(From vol. v, 2nd edit., 1826.)
(The expressed juice of the fresh root, obtained in autumn, mixed with equal parts of alcohol.)
From the earliest times this valuable plant has lain under the unfounded suspicion of acting violently and uncertainly. Even should we grant that Discorides really referred to this plant, still all he says about it was only from hearsay. The Arabians employed this root under the name of Arthanita as one of the ingredients of a purgative ointment for rubbing in (unguentum de Arthanita), which contains a number of the most powerful remedies, and in this dangerous combination they brought it into the unmerited reputation of a drastic purgative medicine, which it is far from being.
Modern physicians know nothing more respecting it scarcely as much as the ancients romanced about it.
But as our new (homoeopathic) medical art takes nothing on the authority of unintelligent tradition, and neither accepts anything because it has been praised, not rejects it because it has been condemned, without having first subjected it to impartial trial, I undertook the investigation of this much decried root.
Just as the virtue of a man cannot be determined by the deceptive appearance of his outward form, nor by the colour of his coat, nor by the shallow gossip of the multitude, but as it assuredly displays itself in no doubtful manner to the honest observer in the goodness of his conduct, so, truly, the real value of a medicine can be determined neither by its outward appearance, nor by any unfounded reputation it may have obtained. It is only by our own careful proving of medicines on healthy persons that we can truly learn what are the peculiar qualities of a medicine, what changes it can produce in the health, and thence the similar changes in the sick it can cure.
And so from the following few pure symptoms we may learn that cyclamen is one of the most excellent remedies in the most desparate morbid states.
Hitherto I have given it in a very small portion of a drop of the million-fold dilution of the juice, but even this I have found to be a too strong homoeopathic dose for many cases.
[HAHNEMANN (who only contributed five symptoms) was aided in this proving by FRANZ, HARTUNG, HERRMANN, LANGHAMMER.
He only cites one old-school authority of one symptom.
ABANO, PETRUS DE, De Venenis.
The 1st edition has 200 symptoms, only two more appear in this 2nd edition.]
The memory is sometimes very obtuse, and he can hardly recollect what has occurred quite recently; but sometimes it is very active – in quick alteration. [Fz.]

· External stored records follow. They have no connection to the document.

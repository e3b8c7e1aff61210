use std::borrow::Cow;

use crate::gpp::model::{ConsentModel, UsCoSection};

use super::{expand_child_consent_code, Slots, UsNatReader};

/// Reader over the Colorado section.
///
/// Sensitive data already follows the national order. Child consents are a
/// single combined code; a section without that code reports `None`.
pub struct UsColoradoReader<'a> {
    section: Option<&'a dyn UsCoSection>,
}

impl<'a> UsColoradoReader<'a> {
    #[must_use]
    pub fn new(model: Option<&'a dyn ConsentModel>) -> Self {
        Self {
            section: model.and_then(ConsentModel::us_co),
        }
    }
}

impl UsNatReader for UsColoradoReader<'_> {
    fn is_section_present(&self) -> bool {
        self.section.is_some()
    }

    fn version(&self) -> Option<i32> {
        self.section.and_then(UsCoSection::version)
    }

    fn gpc(&self) -> Option<bool> {
        self.section.and_then(UsCoSection::gpc)
    }

    fn gpc_segment_type(&self) -> Option<i32> {
        self.section.and_then(UsCoSection::gpc_segment_type)
    }

    fn gpc_segment_included(&self) -> Option<bool> {
        self.section.and_then(UsCoSection::gpc_segment_included)
    }

    fn sale_opt_out(&self) -> Option<i32> {
        self.section.and_then(UsCoSection::sale_opt_out)
    }

    fn sale_opt_out_notice(&self) -> Option<i32> {
        self.section.and_then(UsCoSection::sale_opt_out_notice)
    }

    fn sharing_notice(&self) -> Option<i32> {
        self.section.and_then(UsCoSection::sharing_notice)
    }

    fn targeted_advertising_opt_out(&self) -> Option<i32> {
        self.section.and_then(UsCoSection::targeted_advertising_opt_out)
    }

    fn targeted_advertising_opt_out_notice(&self) -> Option<i32> {
        self.section
            .and_then(UsCoSection::targeted_advertising_opt_out_notice)
    }

    fn sensitive_data_processing(&self) -> Option<Slots<'_>> {
        self.section
            .and_then(UsCoSection::sensitive_data_processing)
            .map(Cow::Borrowed)
    }

    fn known_child_sensitive_data_consents(&self) -> Option<Slots<'_>> {
        expand_child_consent_code(
            self.section
                .and_then(UsCoSection::known_child_sensitive_data_consents),
        )
    }

    fn mspa_covered_transaction(&self) -> Option<i32> {
        self.section.and_then(UsCoSection::mspa_covered_transaction)
    }

    fn mspa_opt_out_option_mode(&self) -> Option<i32> {
        self.section.and_then(UsCoSection::mspa_opt_out_option_mode)
    }

    fn mspa_service_provider_mode(&self) -> Option<i32> {
        self.section.and_then(UsCoSection::mspa_service_provider_mode)
    }
}

#[cfg(test)]
mod tests {
    use crate::gpp::model::{GppModel, UsCoV1};
    use crate::gpp::reader::tests::{assert_all_signals_absent, CountingModel};

    use super::*;

    fn model_with(section: UsCoV1) -> GppModel {
        GppModel {
            usco: Some(section),
            ..GppModel::default()
        }
    }

    fn child_consents(code: Option<i32>) -> Option<Vec<Option<i32>>> {
        let model = model_with(UsCoV1 {
            known_child_sensitive_data_consents: code,
            ..UsCoV1::default()
        });
        let reader = UsColoradoReader::new(Some(&model));
        reader
            .known_child_sensitive_data_consents()
            .map(Cow::into_owned)
    }

    #[test]
    fn test_absent_model_or_section_yields_none() {
        assert_all_signals_absent(&UsColoradoReader::new(None), None);
        assert_all_signals_absent(&UsColoradoReader::new(Some(&GppModel::default())), None);
    }

    #[test]
    fn test_combined_child_code_is_expanded() {
        assert_eq!(child_consents(Some(1)), Some(vec![Some(1), Some(1)]));
        assert_eq!(child_consents(Some(2)), Some(vec![Some(1), Some(1)]));
        assert_eq!(child_consents(Some(0)), Some(vec![Some(0), Some(0)]));
    }

    #[test]
    fn test_missing_child_code_is_unknown() {
        assert_eq!(child_consents(None), None);
    }

    #[test]
    fn test_sensitive_data_is_borrowed_unchanged() {
        let model = model_with(UsCoV1 {
            sensitive_data_processing: Some(vec![Some(0), Some(1), None, Some(2)]),
            ..UsCoV1::default()
        });
        let reader = UsColoradoReader::new(Some(&model));

        let sensitive = reader
            .sensitive_data_processing()
            .expect("sensitive data should be present");
        assert!(matches!(sensitive, Cow::Borrowed(_)));
        assert_eq!(&*sensitive, &[Some(0), Some(1), None, Some(2)][..]);
    }

    #[test]
    fn test_undefined_signals_never_touch_section() {
        let model = CountingModel::default();
        let reader = UsColoradoReader::new(Some(&model));

        assert_eq!(reader.sharing_opt_out(), None);
        assert_eq!(reader.sharing_opt_out_notice(), None);
        assert_eq!(reader.sensitive_data_limit_use_notice(), None);
        assert_eq!(reader.sensitive_data_processing_opt_out_notice(), None);
        assert_eq!(reader.personal_data_consents(), None);
        assert_eq!(model.section.calls(), 0, "Section should not be consulted");
    }

    #[test]
    fn test_defined_signals_delegate() {
        let model = model_with(UsCoV1 {
            sharing_notice: Some(1),
            sale_opt_out: Some(2),
            targeted_advertising_opt_out: Some(1),
            gpc: Some(true),
            mspa_opt_out_option_mode: Some(2),
            ..UsCoV1::default()
        });
        let reader = UsColoradoReader::new(Some(&model));

        assert_eq!(reader.sharing_notice(), Some(1));
        assert_eq!(reader.sale_opt_out(), Some(2));
        assert_eq!(reader.targeted_advertising_opt_out(), Some(1));
        assert_eq!(reader.gpc(), Some(true));
        assert_eq!(reader.mspa_opt_out_option_mode(), Some(2));
    }
}
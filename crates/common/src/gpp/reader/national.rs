use std::borrow::Cow;

use crate::gpp::model::{ConsentModel, UsNatSection};

use super::{Slots, UsNatReader};

/// Reader over the US national section. Every field passes through as is.
pub struct UsNationalReader<'a> {
    section: Option<&'a dyn UsNatSection>,
}

impl<'a> UsNationalReader<'a> {
    #[must_use]
    pub fn new(model: Option<&'a dyn ConsentModel>) -> Self {
        Self {
            section: model.and_then(ConsentModel::us_nat),
        }
    }
}

impl UsNatReader for UsNationalReader<'_> {
    fn is_section_present(&self) -> bool {
        self.section.is_some()
    }

    fn version(&self) -> Option<i32> {
        self.section.and_then(UsNatSection::version)
    }

    fn gpc(&self) -> Option<bool> {
        self.section.and_then(UsNatSection::gpc)
    }

    fn gpc_segment_type(&self) -> Option<i32> {
        self.section.and_then(UsNatSection::gpc_segment_type)
    }

    fn gpc_segment_included(&self) -> Option<bool> {
        self.section.and_then(UsNatSection::gpc_segment_included)
    }

    fn sale_opt_out(&self) -> Option<i32> {
        self.section.and_then(UsNatSection::sale_opt_out)
    }

    fn sale_opt_out_notice(&self) -> Option<i32> {
        self.section.and_then(UsNatSection::sale_opt_out_notice)
    }

    fn sharing_notice(&self) -> Option<i32> {
        self.section.and_then(UsNatSection::sharing_notice)
    }

    fn sharing_opt_out(&self) -> Option<i32> {
        self.section.and_then(UsNatSection::sharing_opt_out)
    }

    fn sharing_opt_out_notice(&self) -> Option<i32> {
        self.section.and_then(UsNatSection::sharing_opt_out_notice)
    }

    fn targeted_advertising_opt_out(&self) -> Option<i32> {
        self.section.and_then(UsNatSection::targeted_advertising_opt_out)
    }

    fn targeted_advertising_opt_out_notice(&self) -> Option<i32> {
        self.section
            .and_then(UsNatSection::targeted_advertising_opt_out_notice)
    }

    fn sensitive_data_limit_use_notice(&self) -> Option<i32> {
        self.section
            .and_then(UsNatSection::sensitive_data_limit_use_notice)
    }

    fn sensitive_data_processing(&self) -> Option<Slots<'_>> {
        self.section
            .and_then(UsNatSection::sensitive_data_processing)
            .map(Cow::Borrowed)
    }

    fn sensitive_data_processing_opt_out_notice(&self) -> Option<i32> {
        self.section
            .and_then(UsNatSection::sensitive_data_processing_opt_out_notice)
    }

    fn known_child_sensitive_data_consents(&self) -> Option<Slots<'_>> {
        self.section
            .and_then(UsNatSection::known_child_sensitive_data_consents)
            .map(Cow::Borrowed)
    }

    fn personal_data_consents(&self) -> Option<i32> {
        self.section.and_then(UsNatSection::personal_data_consents)
    }

    fn mspa_covered_transaction(&self) -> Option<i32> {
        self.section.and_then(UsNatSection::mspa_covered_transaction)
    }

    fn mspa_opt_out_option_mode(&self) -> Option<i32> {
        self.section.and_then(UsNatSection::mspa_opt_out_option_mode)
    }

    fn mspa_service_provider_mode(&self) -> Option<i32> {
        self.section.and_then(UsNatSection::mspa_service_provider_mode)
    }
}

His mind is in a constant state of stupefaction, all its powers are in abeyance; he can neither rejoice nor be sad, although he is always as if after some great (though passed) sorrow; only when he is excited his head becomes somewhat clearer, and he behaves like a person wakened up from sleep, having only half understood what has happened about him (2nd d.). [Fz.]
Obtuseness of the mind; he is neither inclined for, nor capable of any work (3rd d.). [Fz.]
Vertigo; on standing still when he leans against something, he feels as if the brain moved in the head, or as if he was riding in a carriage with his eyes shut. [Fz.]
5. Dizziness in the head. [Hrr.]
Continual stitches in the fore part of his brain, on stooping.
When lying in bed in the evening, perceptible pulsation in the brain and delay in falling asleep.
Dull pain in the occiput. [Htg.]
Painful drawing in the brain from the left side of the occiput forwards, through the left temple to the forehead, in a line (aft. 1 h.). [Hrr.]
10. Slight pressure in the vertex, as if the brain were enveloped in a cloth, and he were thereby deprived of consciousness (2nd d.) [Fz.]